What you will do:
Transcribe all of the records exactly, leaving every line as it is.

*** Records shown ***

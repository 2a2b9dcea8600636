use anyhow::{Context, Result};
use std::path::PathBuf;
use std::sync::Arc;

use crate::feature::FeatureService;
use crate::hive_config::HiveToml;
use crate::lifecycle::TaskLifecycle;
use crate::paths::HivePaths;
use crate::storage::JsonStore;
use crate::task::{SubtaskService, TaskService};
use crate::worktree::{GitCli, WorktreeManager};

/// Runtime configuration for hive.
///
/// Resolves the project directory, loads `.hive/hive.toml` (with its
/// environment overrides) and builds the services every command works with.
#[derive(Debug, Clone)]
pub struct Config {
    pub project_dir: PathBuf,
    pub paths: HivePaths,
    pub verbose: bool,
    hive_toml: HiveToml,
    store: JsonStore,
}

impl Config {
    pub fn new(project_dir: PathBuf, verbose: bool) -> Result<Self> {
        let project_dir = project_dir
            .canonicalize()
            .context("Failed to resolve project directory")?;
        let paths = HivePaths::new(&project_dir);
        let hive_toml = HiveToml::load_or_default(&paths.hive_dir())?;
        let store = JsonStore::with_options(hive_toml.lock_options());

        Ok(Self {
            project_dir,
            paths,
            verbose,
            hive_toml,
            store,
        })
    }

    pub fn hive_toml(&self) -> &HiveToml {
        &self.hive_toml
    }

    pub fn store(&self) -> &JsonStore {
        &self.store
    }

    pub fn features(&self) -> FeatureService {
        FeatureService::new(self.paths.clone(), self.store.clone())
    }

    pub fn tasks(&self) -> TaskService {
        TaskService::new(self.paths.clone(), self.store.clone())
    }

    pub fn subtasks(&self) -> SubtaskService {
        SubtaskService::new(self.paths.clone(), self.store.clone())
    }

    pub fn worktrees(&self) -> WorktreeManager {
        WorktreeManager::new(
            self.paths.clone(),
            Arc::new(GitCli::new(self.hive_toml.git_cmd())),
            self.hive_toml.branch_prefix(),
        )
    }

    pub fn lifecycle(&self) -> TaskLifecycle {
        TaskLifecycle::new(self.tasks(), self.worktrees(), self.hive_toml.merge_strategy())
    }
}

*** End of Records shown ***

Answer to the problem:
repository 2a2b9dcea8600636
use anyhow::{Context, Result};
use std::path::PathBuf;
use std::sync::Arc;

use crate::feature::FeatureService;
use crate::hive_config::HiveToml;
use crate::lifecycle::TaskLifecycle;
use crate::paths::HivePaths;
use crate::storage::JsonStore;
use crate::task::{SubtaskService, TaskService};
use crate::worktree::{GitCli, WorktreeManager};

/// Runtime configuration for hive.
///
/// Resolves the project directory, loads `.hive/hive.toml` (with its
/// environment overrides) and builds the services every command works with.
#[derive(Debug, Clone)]
pub struct Config {
    pub project_dir: PathBuf,
    pub paths: HivePaths,
    pub verbose: bool,
    hive_toml: HiveToml,
    store: JsonStore,
}

impl Config {
    pub fn new(project_dir: PathBuf, verbose: bool) -> Result<Self> {
        let project_dir = project_dir
            .canonicalize()
            .context("Failed to resolve project directory")?;
        let paths = HivePaths::new(&project_dir);
        let hive_toml = HiveToml::load_or_default(&paths.hive_dir())?;
        let store = JsonStore::with_options(hive_toml.lock_options());

        Ok(Self {
            project_dir,
            paths,
            verbose,
            hive_toml,
            store,
        })
    }

    pub fn hive_toml(&self) -> &HiveToml {
        &self.hive_toml
    }

    pub fn store(&self) -> &JsonStore {
        &self.store
    }

    pub fn features(&self) -> FeatureService {
        FeatureService::new(self.paths.clone(), self.store.clone())
    }

    pub fn tasks(&self) -> TaskService {
        TaskService::new(self.paths.clone(), self.store.clone())
    }

    pub fn subtasks(&self) -> SubtaskService {
        SubtaskService::new(self.paths.clone(), self.store.clone())
    }

    pub fn worktrees(&self) -> WorktreeManager {
        WorktreeManager::new(
            self.paths.clone(),
            Arc::new(GitCli::new(self.hive_toml.git_cmd())),
            self.hive_toml.branch_prefix(),
        )
    }

    pub fn lifecycle(&self) -> TaskLifecycle {
        TaskLifecycle::new(self.tasks(), self.worktrees(), self.hive_toml.merge_strategy())
    }
}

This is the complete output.